## Imports

In [None]:
import os
import sys

import io
from contextlib import redirect_stdout

sys.path.insert(0, os.getcwd() + '/python_scripts')

from transform_data import csv_to_clingo, undersample_csv_to_clingo
from single_proxy import get_single_proxies
from multi_proxy_choice_rules import get_proxy_clusters_choice_rules
from multi_proxy_hardcoded import get_proxy_clusters_hardcoded
from multi_proxy_undersampled import process_potential_implications, check_implication


## General info

* Whenever default values are meantioned, they are as follows:

| Attribute | Default Value |
|---|---|
| Minimum implication probability | 80 |
| Maximum incidence probability | 5 |
| Minimum proxy cluster size | 1 |
| Maximum proxy cluster size | 3 |

* All the above mentioned attribute values should be **integers**
* There may be issues with running clingo programs on jupyter notebook.
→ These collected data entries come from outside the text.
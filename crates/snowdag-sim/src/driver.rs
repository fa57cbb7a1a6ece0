//! Transaction generation and the end-of-run safety audit.

use std::collections::{HashMap, HashSet};

use rand::rngs::StdRng;
use rand::seq::SliceRandom;
use rand::{Rng, SeedableRng};
use tracing::{info, warn};

use snowdag_consensus::{Network, Result, TxId};

use crate::config::SimConfig;

/// Outcome of one simulation run.
pub struct SimOutcome {
    /// The network in its final state, for inspection or DOT dumps.
    pub network: Network,
    /// Summary statistics and the safety audit.
    pub report: SimReport,
}

/// Summary of a finished run.
#[derive(Debug, Clone, PartialEq, Eq)]
pub struct SimReport {
    /// Transactions generated, double-spends included.
    pub generated: usize,
    /// Distinct `data` values that were spent more than once.
    pub double_spend_data: Vec<i64>,
    /// Rounds executed, including the quiescence tail.
    pub rounds: u64,
    /// Accepted transaction count per node.
    pub accepted_per_node: Vec<usize>,
    /// Contested `data` values with more than one accepted member
    /// anywhere in the network, with the offending ids.
    pub violations: Vec<(i64, Vec<TxId>)>,
}

impl SimReport {
    /// True if the single-acceptance safety property held.
    pub fn is_safe(&self) -> bool {
        self.violations.is_empty()
    }
}

/// Runs a full simulation from `config`: generation with double-spend
/// injection, rounds to quiescence, then the safety audit.
pub fn run_simulation(config: &SimConfig) -> Result<SimOutcome> {
    let mut network = Network::new(config.nodes, config.parameters(), config.seed)?;
    // The driver's own deterministic stream. Author picks and
    // double-spend decisions must not perturb the network's RNG
    // consumption, or replaying a seed under a tweaked driver would
    // change the consensus run itself.
    let mut rng = StdRng::seed_from_u64(config.seed);

    // data value -> author of the first spend
    let mut spends: Vec<(i64, usize)> = Vec::new();
    let mut double_spend_data: Vec<i64> = Vec::new();
    let mut next_data: i64 = 0;

    for _ in 0..config.transactions {
        let double = config.nodes > 1
            && !spends.is_empty()
            && rng.gen::<f64>() < config.double_spend_ratio;
        let respend = if double {
            spends.choose(&mut rng).copied()
        } else {
            None
        };
        let (author, data) = match respend {
            Some((data, first_author)) => {
                // A genuine double-spend: the same data value, authored
                // by a node other than the original spender.
                let offset = rng.gen_range(0..config.nodes - 1);
                let author = (first_author + 1 + offset) % config.nodes;
                double_spend_data.push(data);
                (author, data)
            }
            None => {
                let author = rng.gen_range(0..config.nodes);
                let data = next_data;
                next_data += 1;
                spends.push((data, author));
                (author, data)
            }
        };
        network.generate(author, data)?;
        network.run()?;
    }

    // Let gossip-via-voting finish propagating before the audit.
    let rounds = network.run_to_quiescence()?;

    let report = audit(&network, config, rounds, double_spend_data);
    info!(
        generated = report.generated,
        double_spends = report.double_spend_data.len(),
        rounds = report.rounds,
        violations = report.violations.len(),
        "simulation finished"
    );
    Ok(SimOutcome { network, report })
}

/// Checks the single-acceptance safety property: for every `data`
/// value with more than one transaction anywhere in the network, at
/// most one of them may be accepted by any node.
fn audit(
    network: &Network,
    config: &SimConfig,
    rounds: u64,
    mut double_spend_data: Vec<i64>,
) -> SimReport {
    let mut members: HashMap<i64, HashSet<TxId>> = HashMap::new();
    for handle in network.nodes() {
        let node = handle.read();
        for tx in node.transactions() {
            members.entry(tx.data).or_default().insert(tx.id);
        }
    }

    let mut accepted_per_node = Vec::with_capacity(network.len());
    let mut accepted_by_data: HashMap<i64, HashSet<TxId>> = HashMap::new();
    for handle in network.nodes() {
        let mut node = handle.write();
        let mut count = 0usize;
        // Arrival order decides parents before their children, so one
        // pass reaches the acceptance fixpoint.
        for id in node.known_ids() {
            if node.is_accepted(id) {
                count += 1;
                if let Some(tx) = node.transaction(id) {
                    accepted_by_data.entry(tx.data).or_default().insert(id);
                }
            }
        }
        accepted_per_node.push(count);
    }

    let mut violations: Vec<(i64, Vec<TxId>)> = Vec::new();
    for (data, member_ids) in &members {
        if member_ids.len() < 2 {
            continue;
        }
        if let Some(accepted) = accepted_by_data.get(data) {
            if accepted.len() > 1 {
                let mut ids: Vec<TxId> = accepted.iter().copied().collect();
                ids.sort();
                warn!(data, accepted = ids.len(), "safety violation");
                violations.push((*data, ids));
            }
        }
    }
    violations.sort_by_key(|(data, _)| *data);

    double_spend_data.sort_unstable();
    double_spend_data.dedup();

    SimReport {
        generated: config.transactions,
        double_spend_data,
        rounds,
        accepted_per_node,
        violations,
    }
}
For example, a `IOPub data rate exceeded` might occur. In this case, it can be useful to run the required instructions on an external python file or in a command line 
* Calls to functions from files in the `python_scripts` directory should be done in the root of this repo

---

## .csv data transformation

 **⚠ Edit cell below** to use preferred dataset

In [None]:
sourcedatafolder = "example_datasets_no_ordinals/"
outdatafolder = "clingo_data/"

#dataset = "student-performance-mat"
#protected_attributes = ["sex"]
#outcome_attribute = "G3"

dataset = "student-performance-por"
protected_attributes = ["sex"]
outcome_attribute = "G3"

#dataset = "adult"
#protected_attributes = ["gender", "race"]
#outcome_attribute = "income"

#dataset = "bank-marketing"
#protected_attributes = ["marital"]
#outcome_attribute = "deposit"

#dataset = "compas"
#protected_attributes = ["race", "sex"]
#outcome_attribute = "is_violent_recid"

#dataset = "german-credit"
#protected_attributes = ["age_cat"]
#outcome_attribute = "class"

#dataset = "credit-card-clients"
#protected_attributes = ["SEX", "MARRIAGE"]
#outcome_attribute = "default.payment.next.month"

#dataset = "diabetes"
#protected_attributes = ["gender"]
#outcome_attribute = "readmitted"

#dataset = "kdd-adult-census-income"
#protected_attributes = ["sex", "race"]
#outcome_attribute = "income"

#dataset = "law-school"
#protected_attributes = ["sex", "race", "race1", "race2"]
#outcome_attribute = "gpa"

#dataset = "open-university-learning-analytics"
#protected_attributes = ["gender"]
#outcome_attribute = "final_result"

---

Creating output directory if it does not exist already

In [None]:
!mkdir -p $outdatafolder

Creating data file readable by clingo programs

In [None]:
csv_to_clingo(sourcedatafolder, dataset, outdatafolder, protected_attributes, outcome_attribute)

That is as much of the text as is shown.